EXERCISE GOAL:
Scan the records beneath this line for the line holding "Parameter Store client" and the line holding "pub async fn", then transcribe exactly those two and all lines between.

** Opening GIVEN DATA block **

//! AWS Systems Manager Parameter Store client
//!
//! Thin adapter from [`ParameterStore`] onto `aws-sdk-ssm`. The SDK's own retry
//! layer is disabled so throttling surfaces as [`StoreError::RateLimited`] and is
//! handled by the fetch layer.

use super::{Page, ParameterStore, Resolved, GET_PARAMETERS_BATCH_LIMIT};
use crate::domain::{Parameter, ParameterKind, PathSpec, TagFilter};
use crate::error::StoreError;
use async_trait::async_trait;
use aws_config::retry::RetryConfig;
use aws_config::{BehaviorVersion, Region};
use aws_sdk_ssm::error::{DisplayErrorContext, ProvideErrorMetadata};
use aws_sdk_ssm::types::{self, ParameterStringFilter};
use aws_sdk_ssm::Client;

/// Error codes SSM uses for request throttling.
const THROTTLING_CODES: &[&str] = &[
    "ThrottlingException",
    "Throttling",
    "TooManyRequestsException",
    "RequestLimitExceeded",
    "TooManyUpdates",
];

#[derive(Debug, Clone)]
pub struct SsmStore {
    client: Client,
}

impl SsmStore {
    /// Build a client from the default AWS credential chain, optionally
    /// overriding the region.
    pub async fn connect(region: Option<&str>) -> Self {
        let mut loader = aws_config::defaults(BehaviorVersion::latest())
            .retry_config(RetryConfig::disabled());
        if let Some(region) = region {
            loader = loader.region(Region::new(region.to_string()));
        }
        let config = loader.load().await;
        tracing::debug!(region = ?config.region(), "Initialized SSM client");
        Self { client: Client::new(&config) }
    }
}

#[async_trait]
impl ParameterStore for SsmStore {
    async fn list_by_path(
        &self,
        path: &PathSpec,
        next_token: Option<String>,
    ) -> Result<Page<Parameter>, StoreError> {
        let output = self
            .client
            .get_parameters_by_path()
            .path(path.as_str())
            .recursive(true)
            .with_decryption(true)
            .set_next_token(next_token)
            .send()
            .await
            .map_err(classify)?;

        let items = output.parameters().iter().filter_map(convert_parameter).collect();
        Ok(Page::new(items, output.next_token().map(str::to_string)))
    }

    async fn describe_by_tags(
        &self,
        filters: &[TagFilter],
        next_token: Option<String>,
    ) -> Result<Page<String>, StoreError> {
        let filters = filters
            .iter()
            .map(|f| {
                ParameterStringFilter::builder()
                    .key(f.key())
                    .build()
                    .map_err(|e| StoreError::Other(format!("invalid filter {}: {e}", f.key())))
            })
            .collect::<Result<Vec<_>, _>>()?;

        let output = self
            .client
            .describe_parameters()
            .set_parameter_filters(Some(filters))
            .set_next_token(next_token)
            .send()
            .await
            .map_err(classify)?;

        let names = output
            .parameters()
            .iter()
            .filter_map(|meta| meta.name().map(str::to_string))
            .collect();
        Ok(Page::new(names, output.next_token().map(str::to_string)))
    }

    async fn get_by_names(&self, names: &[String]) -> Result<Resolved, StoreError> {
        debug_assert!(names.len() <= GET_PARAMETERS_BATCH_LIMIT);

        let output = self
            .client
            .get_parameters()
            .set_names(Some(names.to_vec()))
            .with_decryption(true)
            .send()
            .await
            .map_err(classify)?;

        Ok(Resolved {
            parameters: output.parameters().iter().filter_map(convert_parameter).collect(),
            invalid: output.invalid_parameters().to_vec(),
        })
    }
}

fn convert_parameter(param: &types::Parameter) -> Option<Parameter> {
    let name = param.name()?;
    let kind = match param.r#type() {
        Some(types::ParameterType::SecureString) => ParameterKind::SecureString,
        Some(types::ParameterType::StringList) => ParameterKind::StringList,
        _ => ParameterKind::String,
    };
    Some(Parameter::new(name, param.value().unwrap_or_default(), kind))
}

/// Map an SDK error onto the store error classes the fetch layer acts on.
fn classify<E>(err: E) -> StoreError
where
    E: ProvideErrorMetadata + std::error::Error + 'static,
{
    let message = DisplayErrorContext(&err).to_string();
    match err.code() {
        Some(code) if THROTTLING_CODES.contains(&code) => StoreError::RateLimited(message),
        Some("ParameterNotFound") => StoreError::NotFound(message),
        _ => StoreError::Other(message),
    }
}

** Closing GIVEN DATA block **
** Opening GIVEN DATA block **

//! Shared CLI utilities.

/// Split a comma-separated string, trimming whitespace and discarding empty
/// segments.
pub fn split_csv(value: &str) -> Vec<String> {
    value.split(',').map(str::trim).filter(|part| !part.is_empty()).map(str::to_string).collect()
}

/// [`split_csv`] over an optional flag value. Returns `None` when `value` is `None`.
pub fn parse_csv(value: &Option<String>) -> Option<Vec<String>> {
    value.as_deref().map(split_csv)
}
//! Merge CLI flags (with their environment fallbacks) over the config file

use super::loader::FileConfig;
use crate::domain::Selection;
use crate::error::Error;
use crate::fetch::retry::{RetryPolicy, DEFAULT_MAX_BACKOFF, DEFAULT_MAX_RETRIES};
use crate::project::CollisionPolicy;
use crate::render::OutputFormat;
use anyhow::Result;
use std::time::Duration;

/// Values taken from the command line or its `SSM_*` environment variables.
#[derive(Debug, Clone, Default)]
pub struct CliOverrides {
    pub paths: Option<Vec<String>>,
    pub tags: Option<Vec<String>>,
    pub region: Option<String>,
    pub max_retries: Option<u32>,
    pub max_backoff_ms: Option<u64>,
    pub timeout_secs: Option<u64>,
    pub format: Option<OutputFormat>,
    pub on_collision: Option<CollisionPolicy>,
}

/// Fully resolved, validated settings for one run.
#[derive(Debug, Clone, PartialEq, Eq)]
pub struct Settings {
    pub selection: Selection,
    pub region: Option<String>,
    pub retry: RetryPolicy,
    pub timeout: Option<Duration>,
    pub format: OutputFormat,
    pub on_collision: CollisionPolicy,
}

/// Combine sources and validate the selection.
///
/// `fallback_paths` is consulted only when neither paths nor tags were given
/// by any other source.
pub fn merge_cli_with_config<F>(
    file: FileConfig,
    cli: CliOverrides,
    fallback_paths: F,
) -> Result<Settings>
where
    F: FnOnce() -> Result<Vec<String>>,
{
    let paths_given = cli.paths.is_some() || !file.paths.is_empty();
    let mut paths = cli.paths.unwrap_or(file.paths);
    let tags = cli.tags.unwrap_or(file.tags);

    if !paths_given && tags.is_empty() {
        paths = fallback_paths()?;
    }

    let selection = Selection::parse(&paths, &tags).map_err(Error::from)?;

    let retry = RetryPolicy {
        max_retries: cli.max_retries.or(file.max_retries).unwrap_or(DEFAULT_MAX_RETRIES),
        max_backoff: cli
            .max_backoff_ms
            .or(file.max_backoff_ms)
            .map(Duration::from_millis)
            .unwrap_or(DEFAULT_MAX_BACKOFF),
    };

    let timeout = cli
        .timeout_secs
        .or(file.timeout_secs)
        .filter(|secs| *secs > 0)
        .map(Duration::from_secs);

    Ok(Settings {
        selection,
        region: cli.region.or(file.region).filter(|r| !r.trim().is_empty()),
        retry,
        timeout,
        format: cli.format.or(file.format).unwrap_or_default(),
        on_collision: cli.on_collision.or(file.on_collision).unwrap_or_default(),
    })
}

** Closing GIVEN DATA block **

FINISHED EXERCISE:
//! AWS Systems Manager Parameter Store client
//!
//! Thin adapter from [`ParameterStore`] onto `aws-sdk-ssm`. The SDK's own retry
//! layer is disabled so throttling surfaces as [`StoreError::RateLimited`] and is
//! handled by the fetch layer.

use super::{Page, ParameterStore, Resolved, GET_PARAMETERS_BATCH_LIMIT};
use crate::domain::{Parameter, ParameterKind, PathSpec, TagFilter};
use crate::error::StoreError;
use async_trait::async_trait;
use aws_config::retry::RetryConfig;
use aws_config::{BehaviorVersion, Region};
use aws_sdk_ssm::error::{DisplayErrorContext, ProvideErrorMetadata};
use aws_sdk_ssm::types::{self, ParameterStringFilter};
use aws_sdk_ssm::Client;

/// Error codes SSM uses for request throttling.
const THROTTLING_CODES: &[&str] = &[
    "ThrottlingException",
    "Throttling",
    "TooManyRequestsException",
    "RequestLimitExceeded",
    "TooManyUpdates",
];

#[derive(Debug, Clone)]
pub struct SsmStore {
    client: Client,
}

impl SsmStore {
    /// Build a client from the default AWS credential chain, optionally
    /// overriding the region.
    pub async fn connect(region: Option<&str>) -> Self {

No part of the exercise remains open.